(EXERCISE PROMPT): Take the records below from their first line to the line with "#[arg(short, long, action", and restate those lines word for word.

----

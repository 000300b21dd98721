//! # kserver
//!
//! Command-line driver for `line_kmedian`.
//!
//! ## Usage
//! ```bash
//! # Place 2 servers on 5 weighted clients
//! kserver solve --servers 2 --weights 3,1,4,1,5
//!
//! # Timing experiment: random weights 1..=10, k = 3, median of 9 runs
//! kserver probe --sizes 10,50,100,150,200 --servers 3 --reps 9
//! ```

use std::num::NonZeroUsize;
use std::time::Instant;

use anyhow::Context;
use clap::{Parser, Subcommand, ValueEnum};
use line_kmedian::{place_servers, service_cost, Placement, PlacementSolver, Strategy};
use rand::rngs::StdRng;
use rand::{Rng, SeedableRng};
use sysinfo::{get_current_pid, ProcessRefreshKind, System};
use tracing_subscriber::EnvFilter;

#[derive(Parser)]
#[command(
    name = "kserver",
    about = "Optimal weighted k-median server placement on a line of clients",
    version
)]
struct Cli {
    /// Enable verbose logging (repeat for more: -v, -vv, -vvv).
    #[arg(short, long, action = clap::ArgAction::Count, global = true)]
    verbose: u8,

    #[command(subcommand)]
    command: Commands,
}

#[derive(Subcommand)]
enum Commands {
    /// Place servers for an explicit weight list and print the result.
    Solve {
        /// Number of servers K.
        #[arg(short = 'k', long)]
        servers: usize,

        /// Comma-separated client weights W (N is their count).
        #[arg(short, long, value_delimiter = ',', allow_hyphen_values = true, required = true)]
        weights: Vec<f64>,

        /// Evaluation strategy.
        #[arg(long, value_enum, default_value_t = StrategyArg::Full)]
        strategy: StrategyArg,

        /// Block size for the checkpointed strategy (default ⌈√K⌉); rejected with
        /// the full table.
        #[arg(long)]
        block_size: Option<NonZeroUsize>,

        /// Print the placement as JSON.
        #[arg(long)]
        json: bool,
    },

    /// Measure running time over growing client counts with random weights.
    Probe {
        /// Comma-separated client counts N.
        #[arg(long, value_delimiter = ',', default_value = "10,50,100,150,200")]
        sizes: Vec<usize>,

        /// Number of servers K.
        #[arg(short = 'k', long, default_value_t = 3)]
        servers: usize,

        /// Runs per size; the median time is reported.
        #[arg(long, default_value_t = 9)]
        reps: usize,

        /// Weights are drawn uniformly from 1..=max_weight.
        #[arg(long, default_value_t = 10)]
        max_weight: u64,

        /// RNG seed (random when omitted).
        #[arg(long)]
        seed: Option<u64>,

        /// Largest N whose result is cross-checked.
        #[arg(long, default_value_t = 200)]
        verify_limit: usize,

        /// Output format.
        #[arg(long, value_enum, default_value_t = OutputFormat::Csv)]
        format: OutputFormat,
    },
}

#[derive(Clone, Copy, ValueEnum)]
enum StrategyArg {
    Full,
    Checkpointed,
}

impl StrategyArg {
    /// Combine the strategy flag with `--block-size`, which only the
    /// checkpointed strategy accepts.
    fn resolve(self, block_size: Option<NonZeroUsize>) -> anyhow::Result<Strategy> {
        match self {
            StrategyArg::Full => {
                anyhow::ensure!(
                    block_size.is_none(),
                    "--block-size requires --strategy checkpointed"
                );
                Ok(Strategy::FullTable)
            }
            StrategyArg::Checkpointed => Ok(Strategy::Checkpointed { block_size }),
        }
    }
}

#[derive(Clone, Copy, ValueEnum)]
enum OutputFormat {
    Csv,
    Table,
    Json,
}

fn main() -> anyhow::Result<()> {
    let cli = Cli::parse();
    init_tracing(cli.verbose);

    match cli.command {
        Commands::Solve {
            servers,
            weights,
            strategy,
            block_size,
            json,
        } => solve(servers, &weights, strategy, block_size, json),
        Commands::Probe {
            sizes,
            servers,
            reps,
            max_weight,
            seed,
            verify_limit,
            format,
        } => {
            anyhow::ensure!(reps > 0, "--reps must be positive");
            anyhow::ensure!(max_weight > 0, "--max-weight must be positive");
            let mut rng = match seed {
                Some(seed) => StdRng::seed_from_u64(seed),
                None => StdRng::from_entropy(),
            };
            let measurements = sizes
                .iter()
                .map(|&n| probe(n, servers, reps, max_weight, verify_limit, &mut rng))
                .collect::<anyhow::Result<Vec<_>>>()?;
            format.write(&measurements)
        }
    }
}

fn init_tracing(verbose: u8) {
    let level = match verbose {
        0 => "warn",
        1 => "info",
        2 => "debug",
        _ => "trace",
    };
    let filter = EnvFilter::try_from_default_env().unwrap_or_else(|_| EnvFilter::new(level));
    tracing_subscriber::fmt()
        .with_env_filter(filter)
        .with_writer(std::io::stderr)
        .init();
}

fn solve(
    servers: usize,
    weights: &[f64],
    strategy: StrategyArg,
    block_size: Option<NonZeroUsize>,
    json: bool,
) -> anyhow::Result<()> {
    let strategy = strategy.resolve(block_size)?;
    let placement = PlacementSolver::new()
        .with_strategy(strategy)
        .solve(weights.len(), servers, weights)
        .context("placement rejected")?;

    if json {
        println!("{}", serde_json::to_string_pretty(&placement)?);
    } else {
        print_placement(&placement);
    }
    Ok(())
}

fn print_placement(placement: &Placement<f64>) {
    println!("min_cost: {}", placement.min_cost);
    println!("servers:  {:?}", placement.servers);
    println!("segments:");
    for s in &placement.segments {
        println!("  clients {}..{} -> server {}", s.start, s.end, s.server);
    }
}

#[derive(serde::Serialize)]
struct Measurement {
    clients: usize,
    servers: usize,
    median_ns: u64,
    rss_delta_kib: u64,
    min_cost: u64,
    status: VerificationStatus,
    #[serde(skip_serializing_if = "Option::is_none")]
    detail: Option<String>,
}

#[derive(Clone, Copy, PartialEq, Eq, serde::Serialize)]
#[serde(rename_all = "snake_case")]
enum VerificationStatus {
    NotChecked,
    Passed,
    Failed,
}

impl VerificationStatus {
    fn label(self) -> &'static str {
        match self {
            VerificationStatus::NotChecked => "not_checked",
            VerificationStatus::Passed => "passed",
            VerificationStatus::Failed => "failed",
        }
    }
}

fn probe(
    clients: usize,
    servers: usize,
    reps: usize,
    max_weight: u64,
    verify_limit: usize,
    rng: &mut StdRng,
) -> anyhow::Result<Measurement> {
    let weights: Vec<u64> = (0..clients).map(|_| rng.gen_range(1..=max_weight)).collect();

    let mut sys = System::new();
    let before = rss_kib(&mut sys);
    let mut placement = place_servers(clients, servers, &weights)
        .with_context(|| format!("probe n={clients}, k={servers}"))?;
    let rss_delta_kib = rss_kib(&mut sys).saturating_sub(before);

    let mut times = Vec::with_capacity(reps);
    for _ in 0..reps {
        let start = Instant::now();
        placement = place_servers(clients, servers, &weights)?;
        times.push(u64::try_from(start.elapsed().as_nanos()).unwrap_or(u64::MAX));
    }
    times.sort_unstable();
    let median_ns = times[times.len() / 2];

    let (status, detail) = if clients <= verify_limit {
        verify(&weights, servers, &placement)?
    } else {
        (VerificationStatus::NotChecked, None)
    };
    tracing::info!(clients, servers, median_ns, status = status.label(), "probe finished");

    Ok(Measurement {
        clients,
        servers,
        median_ns,
        rss_delta_kib,
        min_cost: placement.min_cost,
        status,
        detail,
    })
}

/// Cross-check the full-table result against the checkpointed strategy and
/// against the objective evaluated directly on the reported servers.
fn verify(
    weights: &[u64],
    servers: usize,
    placement: &Placement<u64>,
) -> anyhow::Result<(VerificationStatus, Option<String>)> {
    let checkpointed = PlacementSolver::new()
        .with_strategy(Strategy::Checkpointed { block_size: None })
        .solve(weights.len(), servers, weights)?;
    if &checkpointed != placement {
        return Ok((
            VerificationStatus::Failed,
            Some(format!(
                "checkpointed cost {} differs from full table cost {}",
                checkpointed.min_cost, placement.min_cost
            )),
        ));
    }
    match service_cost(weights, &placement.servers) {
        Some(cost) if cost == placement.min_cost => Ok((VerificationStatus::Passed, None)),
        other => Ok((
            VerificationStatus::Failed,
            Some(format!(
                "servers evaluate to {other:?}, reported {}",
                placement.min_cost
            )),
        )),
    }
}

fn rss_kib(sys: &mut System) -> u64 {
    sys.refresh_processes_specifics(ProcessRefreshKind::new());
    get_current_pid()
        .ok()
        .and_then(|pid| sys.process(pid))
        .map(|process| process.memory() / 1024)
        .unwrap_or(0)
}

impl OutputFormat {
    fn write(self, measurements: &[Measurement]) -> anyhow::Result<()> {
        match self {
            OutputFormat::Csv => write_csv(measurements),
            OutputFormat::Table => write_table(measurements),
            OutputFormat::Json => {
                println!("{}", serde_json::to_string_pretty(measurements)?);
            }
        }
        Ok(())
    }
}

fn write_csv(measurements: &[Measurement]) {
    println!("n,k,time(ns),rss_delta_kib,min_cost,status,detail");
    for m in measurements {
        let detail = m
            .detail
            .as_ref()
            .map(|s| s.replace('"', "'"))
            .unwrap_or_default();
        println!(
            "{},{},{},{},{},{},\"{}\"",
            m.clients,
            m.servers,
            m.median_ns,
            m.rss_delta_kib,
            m.min_cost,
            m.status.label(),
            detail
        );
    }
}

fn write_table(measurements: &[Measurement]) {
    println!(
        "{:>8}  {:>4}  {:>14}  {:>14}  {:>12}  {:<12}  detail",
        "n", "k", "time(ns)", "rss_delta_kib", "min_cost", "status"
    );
    println!("{}", "-".repeat(80));
    for m in measurements {
        println!(
            "{:>8}  {:>4}  {:>14}  {:>14}  {:>12}  {:<12}  {}",
            m.clients,
            m.servers,
            m.median_ns,
            m.rss_delta_kib,
            m.min_cost,
            m.status.label(),
            m.detail.as_deref().unwrap_or("")
        );
    }
}

#[cfg(test)]
mod tests {
    use super::*;

    #[test]
    fn block_size_needs_checkpointed_strategy() {
        let b = NonZeroUsize::new(4);
        assert!(StrategyArg::Full.resolve(b).is_err());
        assert_eq!(StrategyArg::Full.resolve(None).unwrap(), Strategy::FullTable);
        assert_eq!(
            StrategyArg::Checkpointed.resolve(b).unwrap(),
            Strategy::Checkpointed { block_size: b }
        );
    }

    #[test]
    fn solve_command_rejects_block_size_with_full_table() {
        let cli = Cli::try_parse_from([
            "kserver", "solve", "-k", "2", "--weights", "1,1,1,1", "--block-size", "2",
        ])
        .unwrap();
        let Commands::Solve {
            servers,
            weights,
            strategy,
            block_size,
            json,
        } = cli.command
        else {
            panic!("expected the solve subcommand");
        };
        assert!(solve(servers, &weights, strategy, block_size, json).is_err());
    }
}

----

(RESPONSE BELOW):
repository 000300b21dd98721
//! # kserver
//!
//! Command-line driver for `line_kmedian`.
//!
//! ## Usage
//! ```bash
//! # Place 2 servers on 5 weighted clients
//! kserver solve --servers 2 --weights 3,1,4,1,5
//!
//! # Timing experiment: random weights 1..=10, k = 3, median of 9 runs
//! kserver probe --sizes 10,50,100,150,200 --servers 3 --reps 9
//! ```

use std::num::NonZeroUsize;
use std::time::Instant;

use anyhow::Context;
use clap::{Parser, Subcommand, ValueEnum};
use line_kmedian::{place_servers, service_cost, Placement, PlacementSolver, Strategy};
use rand::rngs::StdRng;
use rand::{Rng, SeedableRng};
use sysinfo::{get_current_pid, ProcessRefreshKind, System};
use tracing_subscriber::EnvFilter;

#[derive(Parser)]
#[command(
    name = "kserver",
    about = "Optimal weighted k-median server placement on a line of clients",
    version
)]
struct Cli {
    /// Enable verbose logging (repeat for more: -v, -vv, -vvv).
    #[arg(short, long, action = clap::ArgAction::Count, global = true)]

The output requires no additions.